80% of the plants and animals found on Madagascar are found nowhere else on earth.

9,000 species of plants are found only on Madagascar. Seven entire families of plant are found only on Madagascar. All of the lemurs in the world are found only in Madagascar, and they live only in the jungles. Of the 200,000 species of wildlife in Madagascar, 150,000 are found only in Madagascar. Six of the world's baobob species - are found only on Madagascar. Approximately 750 orchid species, found only on Madagascar. 165 types of palm trees are found only on Madgascar (the rest of Africa only has about 60 species in total).

Madagascar is the most unique place on earth.

A single one of the endemic Madagascar plants - Madagascar rosy periwinkle - has been used by Eli Lilly & Co. to create the anti-cancer drugs vincristine and vinblastine, resulting in over $1 billion in sales.

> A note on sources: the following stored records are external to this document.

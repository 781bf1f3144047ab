//! Optional TOML overrides for the game and terrain tuning.

use std::{fs, path::Path, time::Duration};

use anyhow::{bail, Context, Result};
use serde::Deserialize;
use track_builder_system_generation::TerrainTuning;
use track_builder_world::GameConfig;

/// Largest board edge a config file may request.
const MAX_BOARD_SIDE: u32 = 256;

/// Everything the adapter needs to build a session.
#[derive(Clone, Debug, Default, PartialEq)]
pub(crate) struct Settings {
    pub(crate) game: GameConfig,
    pub(crate) terrain: TerrainTuning,
}

#[derive(Debug, Default, Deserialize)]
#[serde(default, deny_unknown_fields)]
struct ConfigFile {
    board_side: Option<u32>,
    build_time_secs: Option<u64>,
    queue_length: Option<usize>,
    run_step_base_ms: Option<u64>,
    run_step_per_level_ms: Option<u64>,
    run_step_floor_ms: Option<u64>,
    terrain: TerrainFile,
}

#[derive(Debug, Default, Deserialize)]
#[serde(default, deny_unknown_fields)]
struct TerrainFile {
    obstacle_base: Option<f64>,
    obstacle_per_level: Option<f64>,
    bonus_chance: Option<f64>,
}

/// Loads settings from the TOML file at `path`, layering it over the defaults.
pub(crate) fn load(path: &Path) -> Result<Settings> {
    let contents = fs::read_to_string(path)
        .with_context(|| format!("failed to read config file at {}", path.display()))?;
    parse(&contents).with_context(|| format!("invalid config file {}", path.display()))
}

fn parse(contents: &str) -> Result<Settings> {
    let file: ConfigFile = toml::from_str(contents).context("failed to parse config toml")?;
    let mut settings = Settings::default();
    let game = &mut settings.game;

    if let Some(side) = file.board_side {
        if side > MAX_BOARD_SIDE {
            bail!("board_side must be at most {MAX_BOARD_SIDE}, got {side}");
        }
        game.board_side = side;
    }
    if let Some(secs) = file.build_time_secs {
        if secs == 0 {
            bail!("build_time_secs must be positive");
        }
        game.build_time = Duration::from_secs(secs);
    }
    if let Some(length) = file.queue_length {
        game.queue_length = length;
    }
    if let Some(ms) = file.run_step_base_ms {
        game.run_step_base = Duration::from_millis(ms);
    }
    if let Some(ms) = file.run_step_per_level_ms {
        game.run_step_per_level = Duration::from_millis(ms);
    }
    if let Some(ms) = file.run_step_floor_ms {
        if ms == 0 {
            bail!("run_step_floor_ms must be positive");
        }
        game.run_step_floor = Duration::from_millis(ms);
    }

    let terrain = &mut settings.terrain;
    for (name, value, slot) in [
        ("obstacle_base", file.terrain.obstacle_base, &mut terrain.obstacle_base),
        (
            "obstacle_per_level",
            file.terrain.obstacle_per_level,
            &mut terrain.obstacle_per_level,
        ),
        ("bonus_chance", file.terrain.bonus_chance, &mut terrain.bonus_chance),
    ] {
        if let Some(value) = value {
            if !(0.0..=1.0).contains(&value) {
                bail!("terrain.{name} must lie between 0 and 1, got {value}");
            }
            *slot = value;
        }
    }

    Ok(settings)
}
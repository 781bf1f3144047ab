use std::collections::VecDeque;

use proptest::prelude::*;
use track_builder_core::{
    BoardView, Cell, CellCoord, CellKind, Command, Event, PieceId, RoundPhase, Terrain,
    TrackGenerator, TrackPiece, TrackShape, TrainStatus,
};
use track_builder_system_validation::{validate, Validation};
use track_builder_world::{self as world, query, GameConfig, World};

/// Generator that hands out a fixed script of shapes and open terrain.
#[derive(Debug)]
struct Script {
    shapes: VecDeque<TrackShape>,
}

impl Script {
    fn new(shapes: &[TrackShape]) -> Self {
        Self {
            shapes: shapes.iter().copied().collect(),
        }
    }
}

impl TrackGenerator for Script {
    fn next_shape(&mut self) -> TrackShape {
        self.shapes.pop_front().unwrap_or(TrackShape::Cross)
    }

    fn terrain(&mut self, _cell: CellCoord, _level: u32) -> Terrain {
        Terrain::Open
    }
}

fn world_with_script(side: u32, shapes: &[TrackShape]) -> World {
    World::new(
        GameConfig {
            board_side: side,
            ..GameConfig::default()
        },
        Script::new(shapes),
    )
}

fn place_all(world: &mut World, cells: &[(u32, u32)]) {
    for &(column, row) in cells {
        let mut events = Vec::new();
        world::apply(
            world,
            Command::PlacePiece {
                cell: CellCoord::new(column, row),
            },
            &mut events,
        );
        assert!(
            matches!(events.as_slice(), [Event::PiecePlaced { .. }]),
            "placement at ({column}, {row}) failed: {events:?}"
        );
    }
}

fn pump_validation(world: &mut World, validation: &mut Validation, mut events: Vec<Event>) {
    loop {
        let mut commands = Vec::new();
        validation.handle(&events, query::board_view(world), &mut commands);
        if commands.is_empty() {
            break;
        }
        events.clear();
        for command in commands {
            world::apply(world, command, &mut events);
        }
    }
}

#[test]
fn build_phase_end_starts_run_on_validated_path() {
    let mut world = world_with_script(
        4,
        &[
            TrackShape::Horizontal,
            TrackShape::Horizontal,
            TrackShape::CurveBottomLeft,
            TrackShape::Vertical,
            TrackShape::Vertical,
        ],
    );
    place_all(&mut world, &[(1, 0), (2, 0), (3, 0), (3, 1), (3, 2)]);

    let mut validation = Validation::default();
    let mut events = Vec::new();
    world::apply(&mut world, Command::EndBuildPhase, &mut events);
    pump_validation(&mut world, &mut validation, events);

    assert_eq!(query::phase(&world), RoundPhase::Running);
    let path = query::validated_path(&world);
    assert_eq!(path.len(), 7);
    assert_eq!(path.last(), Some(CellCoord::new(3, 3)));
    assert_eq!(query::train(&world).status(), TrainStatus::Running);
    assert_eq!(query::train(&world).position(), Some(CellCoord::new(0, 0)));
}

#[test]
fn expired_build_clock_validates_bare_board() {
    let mut world = world_with_script(12, &[]);
    let mut validation = Validation::default();
    let mut events = Vec::new();
    let dt = query::build_time_remaining(&world);

    world::apply(&mut world, Command::Tick { dt }, &mut events);
    assert!(events.contains(&Event::BuildPhaseEnded));
    pump_validation(&mut world, &mut validation, events);

    assert_eq!(
        query::validated_path(&world).cells(),
        &[CellCoord::new(0, 0)]
    );
}

#[test]
fn validation_ignores_events_during_build() {
    let world = world_with_script(4, &[]);
    let mut validation = Validation::default();
    let mut commands = Vec::new();

    validation.handle(
        &[Event::RoundStarted { level: 1 }],
        query::board_view(&world),
        &mut commands,
    );

    assert!(commands.is_empty());
}

fn random_board() -> impl Strategy<Value = (u32, Vec<Cell>)> {
    (2u32..8).prop_flat_map(|side| {
        let count = (side * side) as usize;
        let cell = (0u8..4, prop::option::of(prop::sample::select(TrackShape::ALL.to_vec())));
        prop::collection::vec(cell, count).prop_map(move |raw| {
            let last = side - 1;
            let cells = raw
                .into_iter()
                .enumerate()
                .map(|(index, (kind, shape))| {
                    let index = index as u32;
                    let (column, row) = (index % side, index / side);
                    if column == 0 && row == 0 {
                        return Cell::with_piece(
                            CellKind::Start,
                            TrackPiece::new(PieceId::START, TrackShape::Horizontal),
                        );
                    }
                    if column == last && row == last {
                        return Cell::new(CellKind::End);
                    }
                    let kind = match kind {
                        0 => CellKind::Rock,
                        1 => CellKind::Bonus,
                        _ => CellKind::Empty,
                    };
                    match shape {
                        Some(shape) if kind.accepts_piece() => {
                            Cell::with_piece(kind, TrackPiece::new(PieceId::new(index + 1), shape))
                        }
                        _ => Cell::new(kind),
                    }
                })
                .collect();
            (side, cells)
        })
    })
}

proptest! {
    #[test]
    fn validated_paths_follow_reciprocated_track((side, cells) in random_board()) {
        let board = BoardView::new(&cells, side);
        let result = validate(board);
        let path = result.path.cells();

        prop_assert!(!path.is_empty());
        prop_assert_eq!(path[0], board.start());
        prop_assert!(path.len() <= board.cell_count() + 1);
        prop_assert_eq!(result.complete, path.last() == Some(&board.end()));

        for pair in path.windows(2) {
            let (from, to) = (pair[0], pair[1]);
            prop_assert!(board.contains(to));
            let direction = from.direction_to(to);
            prop_assert!(direction.is_some(), "{} -> {} is not a unit step", from, to);
            let direction = direction.unwrap();
            let exit = board.cell(from).unwrap();
            prop_assert!(exit.connects(direction));
            if to != board.end() {
                prop_assert!(board.cell(to).unwrap().connects(direction.opposite()));
            }
        }

        let (body, tail) = path.split_at(path.len() - 1);
        for (index, cell) in body.iter().enumerate() {
            prop_assert!(!body[index + 1..].contains(cell), "{} repeats mid-path", cell);
        }
        if body.contains(&tail[0]) {
            prop_assert!(!result.complete);
        }
    }
}
#![deny(
    unsafe_code,
    missing_docs,
    dead_code,
    unused_results,
    non_snake_case,
    unreachable_pub
)]

//! Command-line adapter that plays Track Builder in the terminal.

mod config;
mod input;
mod render;
mod session;

use std::{
    io::{self, BufRead, Write},
    path::PathBuf,
};

use anyhow::{Context, Result};
use clap::Parser;
use log::{info, LevelFilter};
use track_builder_core::{Command, Event};
use track_builder_system_generation::SeededGenerator;
use track_builder_world::query;

use crate::{
    config::Settings,
    input::{Input, InputError, HELP},
    session::Session,
};

/// Build a railway across the board before the clock runs out.
#[derive(Debug, Parser)]
#[command(name = "track-builder", version, about)]
struct Cli {
    /// Seed for board and piece generation; random when omitted.
    #[arg(long)]
    seed: Option<u64>,
    /// TOML file overriding the default game settings.
    #[arg(long, value_name = "PATH")]
    config: Option<PathBuf>,
    /// Log world and system activity to stderr.
    #[arg(short, long)]
    verbose: bool,
}

/// Entry point for the Track Builder command-line interface.
fn main() -> Result<()> {
    let cli = Cli::parse();
    init_logging(cli.verbose);

    let settings = match cli.config.as_deref() {
        Some(path) => config::load(path)?,
        None => Settings::default(),
    };
    let seed = cli.seed.unwrap_or_else(rand::random);
    info!("starting session with seed {seed}");

    let generator = SeededGenerator::with_tuning(seed, settings.terrain);
    let mut session = Session::new(settings.game, generator);

    let stdin = io::stdin();
    let mut stdout = io::stdout().lock();
    writeln!(stdout, "{}", query::welcome_banner(session.world()))?;
    writeln!(stdout, "seed {seed}, type `help` for commands")?;
    draw(&mut stdout, &session)?;

    for line in stdin.lock().lines() {
        let line = line.context("failed to read command from stdin")?;
        let input = match input::parse(&line) {
            Ok(input) => input,
            Err(InputError::Empty) => continue,
            Err(error) => {
                writeln!(stdout, "{error}")?;
                continue;
            }
        };

        let events = match input {
            Input::Quit => break,
            Input::Help => {
                writeln!(stdout, "{HELP}")?;
                continue;
            }
            Input::Place(cell) => session.execute(Command::PlacePiece { cell }),
            Input::Store => session.execute(Command::StorePiece),
            Input::Swap => session.execute(Command::SwapStored),
            Input::Wait(dt) => session.advance(dt),
            Input::Go => session.execute(Command::EndBuildPhase),
            Input::Run => session.run_to_conclusion(),
            Input::New => session.execute(Command::NewGame),
            Input::Next => session.execute(Command::NextLevel),
        };

        report(&mut stdout, &events)?;
        draw(&mut stdout, &session)?;
    }

    info!(
        "session ended at level {} with score {}",
        query::level(session.world()),
        query::score(session.world())
    );
    Ok(())
}

fn init_logging(verbose: bool) {
    let mut builder = env_logger::Builder::from_default_env();
    if verbose {
        let _ = builder.filter_level(LevelFilter::Debug);
    }
    builder.init();
}

fn report(out: &mut impl Write, events: &[Event]) -> Result<()> {
    for text in events.iter().filter_map(render::describe) {
        writeln!(out, "{text}")?;
    }
    Ok(())
}

fn draw(out: &mut impl Write, session: &Session) -> Result<()> {
    let world = session.world();
    writeln!(
        out,
        "{}",
        render::board(query::board_view(world), query::train(world))
    )?;
    writeln!(out, "{}", render::status(world))?;
    out.flush().context("failed to flush stdout")
}
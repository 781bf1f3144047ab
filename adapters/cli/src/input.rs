//! Line-command parsing for the interactive prompt.

use std::{num::ParseIntError, time::Duration};

use thiserror::Error;
use track_builder_core::CellCoord;

/// Help text listing every accepted command.
pub(crate) const HELP: &str = "\
commands:
  place <col> <row>  place the current piece on a cell
  store              move the current piece into storage
  swap               exchange the current and stored pieces
  wait <seconds>     let time pass
  go                 end the build phase and start the train
  run                tick until the round concludes
  new                start a new game
  next               advance to the next level after a win
  help               show this message
  quit               leave the game";

/// Command entered at the prompt.
#[derive(Clone, Copy, Debug, PartialEq, Eq)]
pub(crate) enum Input {
    Place(CellCoord),
    Store,
    Swap,
    Wait(Duration),
    Go,
    Run,
    New,
    Next,
    Help,
    Quit,
}

/// Reasons a prompt line could not be understood.
#[derive(Debug, Error, PartialEq, Eq)]
pub(crate) enum InputError {
    #[error("empty line")]
    Empty,
    #[error("unknown command `{0}`; type `help` for a list")]
    UnknownCommand(String),
    #[error("`{command}` expects {expected}")]
    MissingArgument {
        command: &'static str,
        expected: &'static str,
    },
    #[error("`{command}` takes no argument `{extra}`")]
    UnexpectedArgument { command: &'static str, extra: String },
    #[error("`{value}` is not a valid cell index: {source}")]
    InvalidIndex {
        value: String,
        #[source]
        source: ParseIntError,
    },
    #[error("`{0}` is not a valid number of seconds")]
    InvalidDuration(String),
}

/// Parses one prompt line into an [`Input`].
pub(crate) fn parse(line: &str) -> Result<Input, InputError> {
    let mut words = line.split_whitespace();
    let Some(keyword) = words.next() else {
        return Err(InputError::Empty);
    };

    let input = match keyword.to_ascii_lowercase().as_str() {
        "place" | "p" => {
            let column = index(words.next(), "place")?;
            let row = index(words.next(), "place")?;
            Input::Place(CellCoord::new(column, row))
        }
        "wait" | "w" => {
            let Some(value) = words.next() else {
                return Err(InputError::MissingArgument {
                    command: "wait",
                    expected: "a number of seconds",
                });
            };
            Input::Wait(seconds(value)?)
        }
        "store" | "s" => Input::Store,
        "swap" | "x" => Input::Swap,
        "go" | "g" => Input::Go,
        "run" | "r" => Input::Run,
        "new" => Input::New,
        "next" | "n" => Input::Next,
        "help" | "?" => Input::Help,
        "quit" | "q" | "exit" => Input::Quit,
        other => return Err(InputError::UnknownCommand(other.to_owned())),
    };

    if let Some(extra) = words.next() {
        return Err(InputError::UnexpectedArgument {
            command: name(input),
            extra: extra.to_owned(),
        });
    }

    Ok(input)
}

fn index(word: Option<&str>, command: &'static str) -> Result<u32, InputError> {
    let value = word.ok_or(InputError::MissingArgument {
        command,
        expected: "a column and a row",
    })?;
    value.parse().map_err(|source| InputError::InvalidIndex {
        value: value.to_owned(),
        source,
    })
}

fn seconds(value: &str) -> Result<Duration, InputError> {
    value
        .parse::<f64>()
        .ok()
        .and_then(|seconds| Duration::try_from_secs_f64(seconds).ok())
        .ok_or_else(|| InputError::InvalidDuration(value.to_owned()))
}

const fn name(input: Input) -> &'static str {
    match input {
        Input::Place(_) => "place",
        Input::Store => "store",
        Input::Swap => "swap",
        Input::Wait(_) => "wait",
        Input::Go => "go",
        Input::Run => "run",
        Input::New => "new",
        Input::Next => "next",
        Input::Help => "help",
        Input::Quit => "quit",
    }
}

#[cfg(test)]
mod tests {
    use super::*;

    #[test]
    fn parses_placement() {
        assert_eq!(
            parse("place 3 4"),
            Ok(Input::Place(CellCoord::new(3, 4)))
        );
        assert_eq!(parse("  P 0 11 "), Ok(Input::Place(CellCoord::new(0, 11))));
    }

    #[test]
    fn parses_keywords_case_insensitively() {
        assert_eq!(parse("GO"), Ok(Input::Go));
        assert_eq!(parse("Store"), Ok(Input::Store));
        assert_eq!(parse("q"), Ok(Input::Quit));
    }

    #[test]
    fn parses_fractional_wait() {
        assert_eq!(parse("wait 1.5"), Ok(Input::Wait(Duration::from_millis(1_500))));
    }

    #[test]
    fn rejects_malformed_lines() {
        assert_eq!(parse("   "), Err(InputError::Empty));
        assert_eq!(
            parse("jump"),
            Err(InputError::UnknownCommand("jump".to_owned()))
        );
        assert_eq!(
            parse("place 3"),
            Err(InputError::MissingArgument {
                command: "place",
                expected: "a column and a row",
            })
        );
        assert!(matches!(
            parse("place -1 2"),
            Err(InputError::InvalidIndex { value, .. }) if value == "-1"
        ));
        assert_eq!(
            parse("wait -2"),
            Err(InputError::InvalidDuration("-2".to_owned()))
        );
        assert_eq!(
            parse("go now"),
            Err(InputError::UnexpectedArgument {
                command: "go",
                extra: "now".to_owned(),
            })
        );
    }

    #[test]
    fn errors_read_as_sentences() {
        let error = parse("wait").unwrap_err();
        assert_eq!(error.to_string(), "`wait` expects a number of seconds");
    }
}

Madagascar was once almost entirely forest/jungle. Now, 90% of the forest has been cut down. 70% has been cut down since 1970. In 1970, an aerial photograph of Madagascar would have been mostly green. Here's what Madagascar looks like from the air now:

It would be one thing if the non-forested area had been developed as towns or industry. It hasn't. It's just areas where the forest has been cut down, initially for subsistence farming, then for legal logging, now for illegal logging.

The ebony and rosewood trees are so valuable - particularly in China - that logging is conducted by armed rebels in national parks, and Madagascar ebony and rosewood are referred to as Africa's new "blood diamond."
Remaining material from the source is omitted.